Önümüzdeki mart ayında yerel seçimler var. Ancak yenilmişlik ve öfke duygusu henüz birçoğumuzun üzerinden atılabilmiş değil. Birçok insanın "Sandığa bile gitmeyebilirim" ya da "Siyaset artık umurumda değil" türünden sözler sarf ettiğine birçok kere şahit oldum. Tamam ama... Evet ne yazık ki işin aması var...

Yerel yönetimler insana en fazla dokunan kamu kuruluşları. Özellikle yeni nesil belediyecilikte sundukları hizmetler, buldukları çözümler o yöre insanının yaşamını kolaylaştırabiliyor.
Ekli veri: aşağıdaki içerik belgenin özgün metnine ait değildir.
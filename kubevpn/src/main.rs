use std::{collections::BTreeMap, sync::Arc};

use anyhow::{Context as _, Result, bail};
use clap::{Parser, Subcommand};
use cluster::Mode;
use kubevpn::{
    config,
    daemon::{Daemon, DaemonClient, Request},
    logging,
    platform::LinuxPlatform,
    signals,
};

#[derive(Parser)]
#[command(author, version, about = "A VPN into your Kubernetes cluster", long_about = None)]
struct Cli {
    /// Verbose logging.
    #[arg(long, global = true)]
    debug: bool,

    /// Path to the kubeconfig file.
    #[arg(long, global = true, env = "KUBECONFIG", default_value = "")]
    kubeconfig: String,

    /// Namespace to connect to.
    #[arg(short = 'n', long, global = true, default_value = "")]
    namespace: String,

    #[command(subcommand)]
    command: Cmd,
}

#[derive(Subcommand)]
enum Cmd {
    /// Run the background daemon in the foreground.
    Daemon,
    /// Connect the workstation into the cluster.
    Connect,
    /// Disconnect from the cluster.
    Disconnect,
    /// Show what the daemon currently manages.
    Status,
    /// Redirect traffic for workloads to this workstation.
    Reverse {
        /// Workloads, e.g. `deployment/productpage`.
        workloads: Vec<String>,
        /// Only redirect requests carrying the routing tag.
        #[arg(long)]
        mesh: bool,
        /// `key=value` pairs; the first value becomes the routing tag.
        #[arg(long = "headers", value_parser = parse_key_val)]
        headers: Vec<(String, String)>,
    },
    /// Undo `reverse` for the given workloads (all of them if none given).
    Leave { workloads: Vec<String> },
    /// Follow the daemon's logs.
    Logs,
    /// Stop the daemon.
    Stop,
    /// Stop the daemon so a newer binary can take over.
    Upgrade,
    /// Print the daemon's start timestamp.
    Uptime,
}

fn parse_key_val(raw: &str) -> Result<(String, String), String> {
    raw.split_once('=')
        .map(|(k, v)| (k.to_owned(), v.to_owned()))
        .ok_or_else(|| format!("`{raw}` is not a key=value pair"))
}

#[tokio::main]
async fn main() -> Result<()> {
    let cli = Cli::parse();
    config::set_debug(cli.debug);

    match cli.command {
        Cmd::Daemon => run_daemon().await,
        command => {
            logging::init_client()?;
            run_client(command, cli.kubeconfig, cli.namespace).await
        }
    }
}

async fn run_daemon() -> Result<()> {
    // A previous daemon may still be alive, or may have left a stale
    // socket behind; only the former is a reason not to start.
    let client = DaemonClient::new();
    if client.sock_exists() {
        if client.uptime().await.is_ok() {
            bail!("daemon server already running");
        }
        let _ = std::fs::remove_file(config::daemon_sock());
    }

    let logs = logging::init_daemon()?;
    let daemon = Arc::new(Daemon::new(
        config::daemon_sock(),
        logs,
        Arc::new(LinuxPlatform),
    ));

    let shutdown = daemon.shutdown_token();
    tokio::spawn(async move {
        let mut terminate = match signals::Terminate::new() {
            Ok(terminate) => terminate,
            Err(e) => {
                tracing::error!("Failed to install signal handlers: {e:#}");
                return;
            }
        };
        terminate.recv().await;
        tracing::info!("Caught SIGINT / SIGTERM, shutting down");
        shutdown.cancel();
    });

    daemon.start().await
}

async fn run_client(command: Cmd, kubeconfig_path: String, namespace: String) -> Result<()> {
    let client = DaemonClient::new();
    let mut stdout = tokio::io::stdout();

    match command {
        Cmd::Daemon => unreachable!("handled in main"),
        Cmd::Connect => {
            client
                .send_stream(
                    &Request::ConnectStart {
                        kubeconfig_path,
                        namespace,
                    },
                    &mut stdout,
                )
                .await
        }
        Cmd::Disconnect => client.send_stream(&Request::ConnectStop {}, &mut stdout).await,
        Cmd::Status => client.send_stream(&Request::ConnectInfo {}, &mut stdout).await,
        Cmd::Reverse {
            workloads,
            mesh,
            headers,
        } => {
            let mode = if mesh { Mode::Mesh } else { Mode::Reverse };

            client
                .send_stream(
                    &Request::ReverseStart {
                        kubeconfig_path,
                        namespace,
                        mode,
                        headers: headers.into_iter().collect::<BTreeMap<_, _>>(),
                        workloads,
                    },
                    &mut stdout,
                )
                .await
        }
        Cmd::Leave { workloads } => {
            client
                .send_stream(
                    &Request::ReverseStop {
                        kubeconfig_path,
                        namespace,
                        workloads,
                    },
                    &mut stdout,
                )
                .await
        }
        Cmd::Logs => client.send_stream(&Request::DaemonLogs {}, &mut stdout).await,
        Cmd::Stop => client.stop().await,
        Cmd::Upgrade => client.upgrade().await,
        Cmd::Uptime => {
            use tokio::io::AsyncWriteExt as _;

            let uptime = client.uptime().await?;
            stdout
                .write_all(format!("{uptime}\n").as_bytes())
                .await
                .context("Failed to write to stdout")?;

            Ok(())
        }
    }
}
Yaşlı ve engelli bakımı, sosyal hizmetler, kreşler, kütüphaneler, ihtiyaç sahiplerine sosyal marketler vs... Artık Türkiye'nin birçok belediyesinde bunları az ya da çok görebilmek mümkün. Ama bir nokta daha var. Bu ülkenin içinde bulunduğu laiklik karşıtı uygulamalar ve dini yapılanmalar karşısında yerel yönetimlerin ortaya koyacakları farklı çağdaş alternatifler, çözümler... İşte bu yaşamsal.
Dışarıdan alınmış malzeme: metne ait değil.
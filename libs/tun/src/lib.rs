//! TUN device abstraction.
//!
//! The tunnel engine only needs poll-based reads and writes of whole IP
//! packets; everything else about the device (address assignment, routes,
//! driver installation) is done by the platform layer. The poll shape keeps
//! the trait object-safe so the engine can hold a `dyn Tun`.

#![cfg_attr(test, allow(clippy::unwrap_used))]

use std::{
    future::poll_fn,
    io,
    task::{Context, Poll},
};

pub mod channel;
#[cfg(target_os = "linux")]
pub mod linux;

#[cfg(target_os = "linux")]
pub use linux::TunDevice;

pub trait Tun: Send + Sync + 'static {
    /// Attempt to read one packet into `buf`.
    ///
    /// A result of `Ok(0)` means the device is gone.
    fn poll_recv(&self, cx: &mut Context<'_>, buf: &mut [u8]) -> Poll<io::Result<usize>>;

    /// Attempt to write one packet.
    fn poll_send(&self, cx: &mut Context<'_>, buf: &[u8]) -> Poll<io::Result<usize>>;

    /// The name of the TUN device.
    fn name(&self) -> &str;
}

pub async fn recv(tun: &dyn Tun, buf: &mut [u8]) -> io::Result<usize> {
    poll_fn(|cx| tun.poll_recv(cx, buf)).await
}

pub async fn send(tun: &dyn Tun, buf: &[u8]) -> io::Result<usize> {
    poll_fn(|cx| tun.poll_send(cx, buf)).await
}
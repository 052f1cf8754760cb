use std::{
    net::{Ipv4Addr, Ipv6Addr},
    sync::{
        Arc,
        atomic::{AtomicBool, Ordering},
    },
    time::Duration,
};

use anyhow::anyhow;
use tokio::sync::mpsc;
use tokio_util::sync::CancellationToken;
use tun::Tun;

use crate::{PARSER_THREADS, Packet, QUEUE_SIZE, pool};

/// Addresses the device engine needs to know about.
#[derive(Debug, Clone)]
pub struct DeviceConfig {
    /// The device's own IPv4 tunnel address, if it has one.
    pub tun_ip4: Option<Ipv4Addr>,
    /// The device's own IPv6 tunnel address, if it has one.
    pub tun_ip6: Option<Ipv6Addr>,
    /// The cluster-side router's IPv4 tunnel address.
    pub router_ip4: Ipv4Addr,
    /// The cluster-side router's IPv6 tunnel address.
    pub router_ip6: Ipv6Addr,
}

/// The TUN side of the engine.
///
/// Owns the lanes between the device and the rest of the engine: a reader,
/// a pool of header parsers, a writer and the heartbeat. All lanes are
/// bounded queues; the reader stalls when the parsers fall behind, the
/// parsers stall when the consumer of `inbound` falls behind.
pub struct Device {
    name: String,
    closed: Arc<AtomicBool>,
    token: CancellationToken,
    inbound: flume::Receiver<Packet>,
    outbound: flume::Sender<Packet>,
}

impl Device {
    /// Spawns the device lanes.
    ///
    /// A fatal device error (read or write failure, EOF) is posted to
    /// `exit` exactly once.
    pub fn start(
        tun: Arc<dyn Tun>,
        config: DeviceConfig,
        exit: mpsc::Sender<anyhow::Error>,
    ) -> Self {
        let closed = Arc::new(AtomicBool::new(false));
        let token = CancellationToken::new();

        let (raw_tx, raw_rx) = flume::bounded::<(crate::Buffer, usize)>(QUEUE_SIZE);
        let (inbound_tx, inbound_rx) = flume::bounded::<Packet>(QUEUE_SIZE);
        let (outbound_tx, outbound_rx) = flume::bounded::<Packet>(QUEUE_SIZE);

        let name = tun.name().to_owned();

        tokio::spawn(read_from_tun(
            tun.clone(),
            raw_tx,
            closed.clone(),
            token.clone(),
            exit.clone(),
        ));

        for _ in 0..PARSER_THREADS {
            tokio::spawn(parse_headers(
                raw_rx.clone(),
                inbound_tx.clone(),
                closed.clone(),
                token.clone(),
            ));
        }

        tokio::spawn(write_to_tun(tun, outbound_rx, token.clone(), exit));

        tokio::spawn(heartbeats(
            config,
            inbound_tx.clone(),
            closed.clone(),
            token.clone(),
        ));

        Self {
            name,
            closed,
            token,
            inbound: inbound_rx,
            outbound: outbound_tx,
        }
    }

    pub fn name(&self) -> &str {
        &self.name
    }

    pub fn is_closed(&self) -> bool {
        self.closed.load(Ordering::Relaxed)
    }

    /// Stops all lanes. In-flight buffers are recycled as their queues drain.
    pub fn close(&self) {
        self.closed.store(true, Ordering::Relaxed);
        self.token.cancel();
    }

    /// Parsed packets read from the device (plus injected heartbeats).
    pub(crate) fn inbound(&self) -> flume::Receiver<Packet> {
        self.inbound.clone()
    }

    /// Queue of packets to be written to the device.
    pub(crate) fn outbound(&self) -> flume::Sender<Packet> {
        self.outbound.clone()
    }

    pub(crate) fn closed_flag(&self) -> Arc<AtomicBool> {
        self.closed.clone()
    }
}

async fn read_from_tun(
    tun: Arc<dyn Tun>,
    raw_tx: flume::Sender<(crate::Buffer, usize)>,
    closed: Arc<AtomicBool>,
    token: CancellationToken,
    exit: mpsc::Sender<anyhow::Error>,
) {
    loop {
        let mut buf = pool().pull();

        let result = tokio::select! {
            _ = token.cancelled() => return,
            result = tun::recv(tun.as_ref(), &mut buf) => result,
        };

        let len = match result {
            Ok(0) => {
                let _ = exit.try_send(anyhow!("TUN device closed"));
                return;
            }
            Ok(len) => len,
            Err(e) => {
                let _ = exit.try_send(anyhow::Error::new(e).context("Failed to read from TUN"));
                return;
            }
        };

        if closed.load(Ordering::Relaxed) {
            return;
        }

        if raw_tx.send_async((buf, len)).await.is_err() {
            return;
        }
    }
}

async fn parse_headers(
    raw_rx: flume::Receiver<(crate::Buffer, usize)>,
    inbound_tx: flume::Sender<Packet>,
    closed: Arc<AtomicBool>,
    token: CancellationToken,
) {
    loop {
        let (buf, len) = tokio::select! {
            _ = token.cancelled() => return,
            next = raw_rx.recv_async() => match next {
                Ok(elem) => elem,
                Err(_) => return,
            },
        };

        let Some(packet) = Packet::new(buf, len) else {
            tracing::error!("[tun] unknown packet");
            continue;
        };

        tracing::trace!("[tun] {} --> {}", packet.src, packet.dst);

        if closed.load(Ordering::Relaxed) {
            return;
        }

        if inbound_tx.send_async(packet).await.is_err() {
            return;
        }
    }
}

async fn write_to_tun(
    tun: Arc<dyn Tun>,
    outbound_rx: flume::Receiver<Packet>,
    token: CancellationToken,
    exit: mpsc::Sender<anyhow::Error>,
) {
    loop {
        let packet = tokio::select! {
            _ = token.cancelled() => return,
            next = outbound_rx.recv_async() => match next {
                Ok(packet) => packet,
                Err(_) => return,
            },
        };

        if let Err(e) = tun::send(tun.as_ref(), packet.bytes()).await {
            let _ = exit.try_send(anyhow::Error::new(e).context("Failed to write to TUN"));
            return;
        }
    }
}

/// Keeps the relay's route for us warm.
///
/// Every 5 seconds, 4 echo requests per enabled address family go down the
/// inbound lane at 1 second intervals, exactly as if the host had pinged
/// the router through the device. The relay itself (src == router) does not
/// heartbeat.
async fn heartbeats(
    config: DeviceConfig,
    inbound_tx: flume::Sender<Packet>,
    closed: Arc<AtomicBool>,
    token: CancellationToken,
) {
    let echo4 = config
        .tun_ip4
        .filter(|src| *src != config.router_ip4)
        .and_then(|src| {
            ip_header::icmp_echo_v4(src, config.router_ip4)
                .inspect_err(|e| tracing::error!("{e:#}"))
                .ok()
        });
    let echo6 = config
        .tun_ip6
        .filter(|src| *src != config.router_ip6)
        .and_then(|src| {
            ip_header::icmp_echo_v6(src, config.router_ip6)
                .inspect_err(|e| tracing::error!("{e:#}"))
                .ok()
        });

    if echo4.is_none() && echo6.is_none() {
        return;
    }

    let mut ticker = tokio::time::interval(Duration::from_secs(5));

    loop {
        tokio::select! {
            _ = token.cancelled() => return,
            _ = ticker.tick() => {}
        }

        for _ in 0..4 {
            for bytes in [echo4.as_deref(), echo6.as_deref()].into_iter().flatten() {
                if closed.load(Ordering::Relaxed) {
                    return;
                }

                let buf = pool().pull_initialised(bytes);
                let Some(packet) = Packet::new(buf, bytes.len()) else {
                    continue;
                };

                if inbound_tx.send_async(packet).await.is_err() {
                    return;
                }
            }

            tokio::select! {
                _ = token.cancelled() => return,
                _ = tokio::time::sleep(Duration::from_secs(1)) => {}
            }
        }
    }
}

#[cfg(test)]
mod tests {
    use std::net::IpAddr;

    use tun::channel::ChannelTun;

    use super::*;

    pub(crate) fn test_config(tun_ip4: Option<Ipv4Addr>) -> DeviceConfig {
        DeviceConfig {
            tun_ip4,
            tun_ip6: None,
            router_ip4: Ipv4Addr::new(223, 254, 254, 100),
            router_ip6: "fd3d:4c41:4e2f::64".parse().unwrap(),
        }
    }

    #[tokio::test]
    async fn parses_packets_read_from_the_device() {
        let (tun, handle) = ChannelTun::new("utun-test");
        let (exit_tx, _exit_rx) = mpsc::channel(1);
        let device = Device::start(Arc::new(tun), test_config(None), exit_tx);

        let echo = ip_header::icmp_echo_v4(
            Ipv4Addr::new(223, 254, 254, 2),
            Ipv4Addr::new(223, 254, 254, 5),
        )
        .unwrap();
        handle.inject.send(echo.clone()).await.unwrap();

        let packet = device.inbound().recv_async().await.unwrap();
        assert_eq!(packet.bytes(), &echo[..]);
        assert_eq!(packet.src, "223.254.254.2".parse::<IpAddr>().unwrap());
        assert_eq!(packet.dst, "223.254.254.5".parse::<IpAddr>().unwrap());

        device.close();
    }

    #[tokio::test]
    async fn outbound_packets_reach_the_device() {
        let (tun, mut handle) = ChannelTun::new("utun-test");
        let (exit_tx, _exit_rx) = mpsc::channel(1);
        let device = Device::start(Arc::new(tun), test_config(None), exit_tx);

        let echo = ip_header::icmp_echo_v4(
            Ipv4Addr::new(223, 254, 254, 5),
            Ipv4Addr::new(223, 254, 254, 2),
        )
        .unwrap();
        let packet = Packet::new(pool().pull_initialised(&echo), echo.len()).unwrap();
        device.outbound().send_async(packet).await.unwrap();

        assert_eq!(handle.written.recv().await.unwrap(), echo);

        device.close();
    }

    #[tokio::test]
    async fn device_eof_is_fatal() {
        let (tun, handle) = ChannelTun::new("utun-test");
        let (exit_tx, mut exit_rx) = mpsc::channel(1);
        let _device = Device::start(Arc::new(tun), test_config(None), exit_tx);

        drop(handle.inject);

        exit_rx.recv().await.expect("EOF should be posted to exit");
    }

    #[tokio::test(start_paused = true)]
    async fn heartbeat_goes_down_the_inbound_lane() {
        let (tun, _handle) = ChannelTun::new("utun-test");
        let (exit_tx, _exit_rx) = mpsc::channel(1);
        let device = Device::start(
            Arc::new(tun),
            test_config(Some(Ipv4Addr::new(223, 254, 254, 5))),
            exit_tx,
        );

        let packet = device.inbound().recv_async().await.unwrap();
        assert_eq!(packet.src, "223.254.254.5".parse::<IpAddr>().unwrap());
        assert_eq!(packet.dst, "223.254.254.100".parse::<IpAddr>().unwrap());

        device.close();
    }

    #[tokio::test(start_paused = true)]
    async fn router_does_not_heartbeat_itself() {
        let (tun, _handle) = ChannelTun::new("utun-test");
        let (exit_tx, _exit_rx) = mpsc::channel(1);
        let device = Device::start(
            Arc::new(tun),
            test_config(Some(Ipv4Addr::new(223, 254, 254, 100))),
            exit_tx,
        );

        tokio::time::sleep(Duration::from_secs(30)).await;
        assert!(device.inbound().is_empty());

        device.close();
    }
}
Çember giderek daralıyor. Eğitime atılan dinci kanca tehdidi raydan çıkmış durumda. Okuyan, sorgulayan, bilim odaklı düşünen nesiller yerine cehaletin kör kuyusuna bırakılacak çocuklar yetiştirilmesine yönelik giderek hızlanan bir ivme var. Milli Eğitim Bakanlığı'nın cemaat vakıfları ve dernekleri ile imzaladığı protokolleri, ÇEDES adı verdiği bilimdışı uygulamalarla okullara imamlar ve vaizler atadığı, yeni okullarda din dersleri saatlerinin artırıldığı bu yeni dönem; çocuklarına laik, çağdaş bir eğitim vermek isteyen aileleri çaresizliğe sürüklüyor. İnanılmaz şekilde artan enflasyon, daha önceleri bir şekilde özel okullar, kurslar ya da kültürel, sportif faaliyetler gibi alternatif alanların da önünü kesiyor. Ay sonunu getiremez hale gelen ailelerin çocukları zorunlu olarak bu yapıların kucağına sürükleniyor.
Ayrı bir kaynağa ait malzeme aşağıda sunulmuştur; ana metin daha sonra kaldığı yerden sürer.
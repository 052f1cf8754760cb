//! The ConfigMap-backed lease manager.
//!
//! The record is shared by every client of a namespace, so every mutation
//! reads the current state, changes it locally and writes it back under
//! retry-on-conflict. Allocation and the write-back are one patch computed
//! from freshly read state; a failed write persists nothing, so no lease
//! can leak.

use std::{collections::BTreeSet, net::Ipv4Addr};

use anyhow::{Context as _, Result};
use ip_network::Ipv4Network;
use k8s_openapi::api::core::v1::ConfigMap;
use kube::{
    Api,
    api::{ObjectMeta, Patch, PatchParams, PostParams},
};

use crate::{
    Error, IpAllocator, KEY_DHCP, KEY_ENVOY, KEY_MAC2IP, KEY_USED_IP, LeaseTable, ROUTER_MAC,
    TRAFFIC_MANAGER, is_already_exists, is_not_found,
    lease::{UsedIpMap, used_ip_from_string, used_ip_to_string},
    retry,
};

pub struct DhcpManager {
    api: Api<ConfigMap>,
    namespace: String,
    cidr: Ipv4Network,
    router_ip: Ipv4Addr,
    mac: String,
}

impl DhcpManager {
    pub fn new(
        client: kube::Client,
        namespace: &str,
        cidr: Ipv4Network,
        router_ip: Ipv4Addr,
    ) -> Self {
        Self {
            api: Api::namespaced(client, namespace),
            namespace: namespace.to_owned(),
            cidr,
            router_ip,
            mac: crate::mac_address(),
        }
    }

    pub fn cidr(&self) -> Ipv4Network {
        self.cidr
    }

    pub fn mac(&self) -> &str {
        &self.mac
    }

    /// Creates the lease record if it does not exist, with the router IP
    /// pre-leased to its synthetic MAC. Concurrent creates collapse into
    /// success.
    pub async fn init_if_necessary(&self) -> Result<()> {
        match self.api.get(TRAFFIC_MANAGER).await {
            Ok(_) => return Ok(()),
            Err(e) if is_not_found(&e) => {}
            Err(e) => return Err(e).context("Failed to read lease record"),
        }

        let mut allocator = IpAllocator::new(self.cidr);
        allocator
            .allocate(self.router_ip)
            .context("Failed to reserve the router IP")?;

        let mut used = UsedIpMap::new();
        used.insert(ROUTER_MAC.to_owned(), BTreeSet::from([self.router_ip]));

        let record = ConfigMap {
            metadata: ObjectMeta {
                name: Some(TRAFFIC_MANAGER.to_owned()),
                namespace: Some(self.namespace.clone()),
                ..Default::default()
            },
            data: Some(
                [
                    (KEY_USED_IP.to_owned(), used_ip_to_string(&used)),
                    (KEY_DHCP.to_owned(), allocator.snapshot()),
                    (KEY_MAC2IP.to_owned(), String::new()),
                    (KEY_ENVOY.to_owned(), String::new()),
                ]
                .into(),
            ),
            ..Default::default()
        };

        match self.api.create(&PostParams::default(), &record).await {
            Ok(_) => Ok(()),
            Err(e) if is_already_exists(&e) => Ok(()),
            Err(e) => Err(e).context("Failed to create lease record"),
        }
    }

    /// Leases the next free IP to this workstation.
    pub async fn rent_ip(&self) -> Result<(Ipv4Addr, u8)> {
        let ip = retry::on_conflict(|| async {
            let record = self.get_record().await?;

            let mut allocator =
                IpAllocator::restore(self.cidr, record.data_str(KEY_DHCP))?;
            let ip = allocator.allocate_next()?;

            let mut used = used_ip_from_string(record.data_str(KEY_USED_IP));
            used.entry(self.mac.clone()).or_default().insert(ip);

            self.patch_data(
                &record,
                &[
                    (KEY_DHCP, allocator.snapshot()),
                    (KEY_USED_IP, used_ip_to_string(&used)),
                ],
            )
            .await?;

            Ok(ip)
        })
        .await?;

        tracing::debug!(%ip, "Leased tunnel IP");

        Ok((ip, self.cidr.netmask()))
    }

    /// Returns leases to the pool.
    pub async fn release_ip(&self, ips: &[Ipv4Addr]) -> Result<()> {
        retry::on_conflict(|| async {
            let record = self.get_record().await?;

            let mut allocator =
                IpAllocator::restore(self.cidr, record.data_str(KEY_DHCP))?;
            let mut used = used_ip_from_string(record.data_str(KEY_USED_IP));

            for ip in ips {
                allocator.release(*ip)?;
                for leases in used.values_mut() {
                    leases.remove(ip);
                }
            }

            self.patch_data(
                &record,
                &[
                    (KEY_DHCP, allocator.snapshot()),
                    (KEY_USED_IP, used_ip_to_string(&used)),
                ],
            )
            .await
        })
        .await
    }

    /// The workstation's stable tunnel IP: the existing `MAC2IP` lease if
    /// there is one, otherwise a fresh rent persisted under this MAC.
    pub async fn generate_tun_ip(&self) -> Result<(Ipv4Addr, u8)> {
        let record = self.get_record().await?;

        let table = LeaseTable::from_string(record.data_str(KEY_MAC2IP));
        if let Some(ip) = table.ip_by_mac(&self.mac) {
            return Ok((ip, self.cidr.netmask()));
        }

        let (ip, netmask) = self.rent_ip().await?;

        retry::on_conflict(|| async {
            let record = self.get_record().await?;

            let mut table = LeaseTable::from_string(record.data_str(KEY_MAC2IP));
            table.insert(&self.mac, ip);

            self.patch_data(&record, &[(KEY_MAC2IP, table.to_record_string())])
                .await
        })
        .await?;

        Ok((ip, netmask))
    }

    /// Releases every lease held by this workstation and removes its
    /// entries from the record.
    pub async fn release(&self) -> Result<()> {
        let record = self.get_record().await?;
        let used = used_ip_from_string(record.data_str(KEY_USED_IP));

        if let Some(leases) = used.get(&self.mac) {
            let ips: Vec<Ipv4Addr> = leases.iter().copied().collect();
            self.release_ip(&ips).await?;
        }

        retry::on_conflict(|| async {
            let record = self.get_record().await?;

            let mut used = used_ip_from_string(record.data_str(KEY_USED_IP));
            used.remove(&self.mac);

            let mut table = LeaseTable::from_string(record.data_str(KEY_MAC2IP));
            table.remove(&self.mac);

            self.patch_data(
                &record,
                &[
                    (KEY_USED_IP, used_ip_to_string(&used)),
                    (KEY_MAC2IP, table.to_record_string()),
                ],
            )
            .await
        })
        .await
    }

    /// The leases currently held by this workstation.
    pub async fn rented_ips(&self) -> Result<Vec<Ipv4Addr>> {
        let record = self.get_record().await?;
        let used = used_ip_from_string(record.data_str(KEY_USED_IP));

        Ok(used
            .get(&self.mac)
            .map(|set| set.iter().copied().collect())
            .unwrap_or_default())
    }

    async fn get_record(&self) -> Result<ConfigMap> {
        self.api.get(TRAFFIC_MANAGER).await.map_err(|e| {
            if is_not_found(&e) {
                anyhow::Error::new(Error::RecordNotFound(self.namespace.clone()))
            } else {
                anyhow::Error::new(e).context("Failed to read lease record")
            }
        })
    }

    async fn patch_data(&self, record: &ConfigMap, entries: &[(&str, String)]) -> Result<()> {
        let mut data = serde_json::Map::new();
        for (key, value) in entries {
            data.insert((*key).to_owned(), serde_json::Value::String(value.clone()));
        }

        // Guarded by the resource version read above so concurrent writers
        // conflict instead of clobbering each other.
        let patch = serde_json::json!({
            "metadata": { "resourceVersion": record.metadata.resource_version },
            "data": data,
        });

        self.api
            .patch(
                TRAFFIC_MANAGER,
                &PatchParams::default(),
                &Patch::Merge(&patch),
            )
            .await
            .context("Failed to patch lease record")?;

        Ok(())
    }
}

trait DataStr {
    fn data_str(&self, key: &str) -> &str;
}

impl DataStr for ConfigMap {
    fn data_str(&self, key: &str) -> &str {
        self.data
            .as_ref()
            .and_then(|data| data.get(key))
            .map(String::as_str)
            .unwrap_or_default()
    }
}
Bu yüzden önemli yerel yönetimler. Adana'da geçtiğimiz yıllarda Seyhan Belediyesi'nin açtığı Seyhan Belediyesi Teknoloji ve İnovasyon Merkezi (SEYTİM) örneğin. Gençler arasında uyuşturucu kullanımının arttığı ilçede bir cazibe merkezi haline gelmeyi başardı. Gençler geliyor, tasarlıyor, öğreniyor ve üretiyorlar. SEYTİM hatta Birleşmiş Milletler tarafından dünyada en iyi uygulama örnekleri arasında bile gösterildi.

İstanbul Büyükşehir Belediyesi'nin (İBB) Boğaziçi Üniversitesi ile ortak bir projesi gözüme çarptı geçen gün. Proje kapsamında ilkokul, ortaokul ve lise düzeyinde öğrenciler İBB Teknoloji atölyelerinde, kodlamadan yapay zekâya, robotikten mobil uygulama geliştirmeye kadar birçok farklı alanda dersler alacak. Çağrı yapılmış ve 5 bin 500'ün üzerinde başvuru alınmış. Yapılan sınavlar sonrasında 920 öğrenci bu atölyelere katılmaya hak kazanmış. Keşke sayı çok daha artabilse.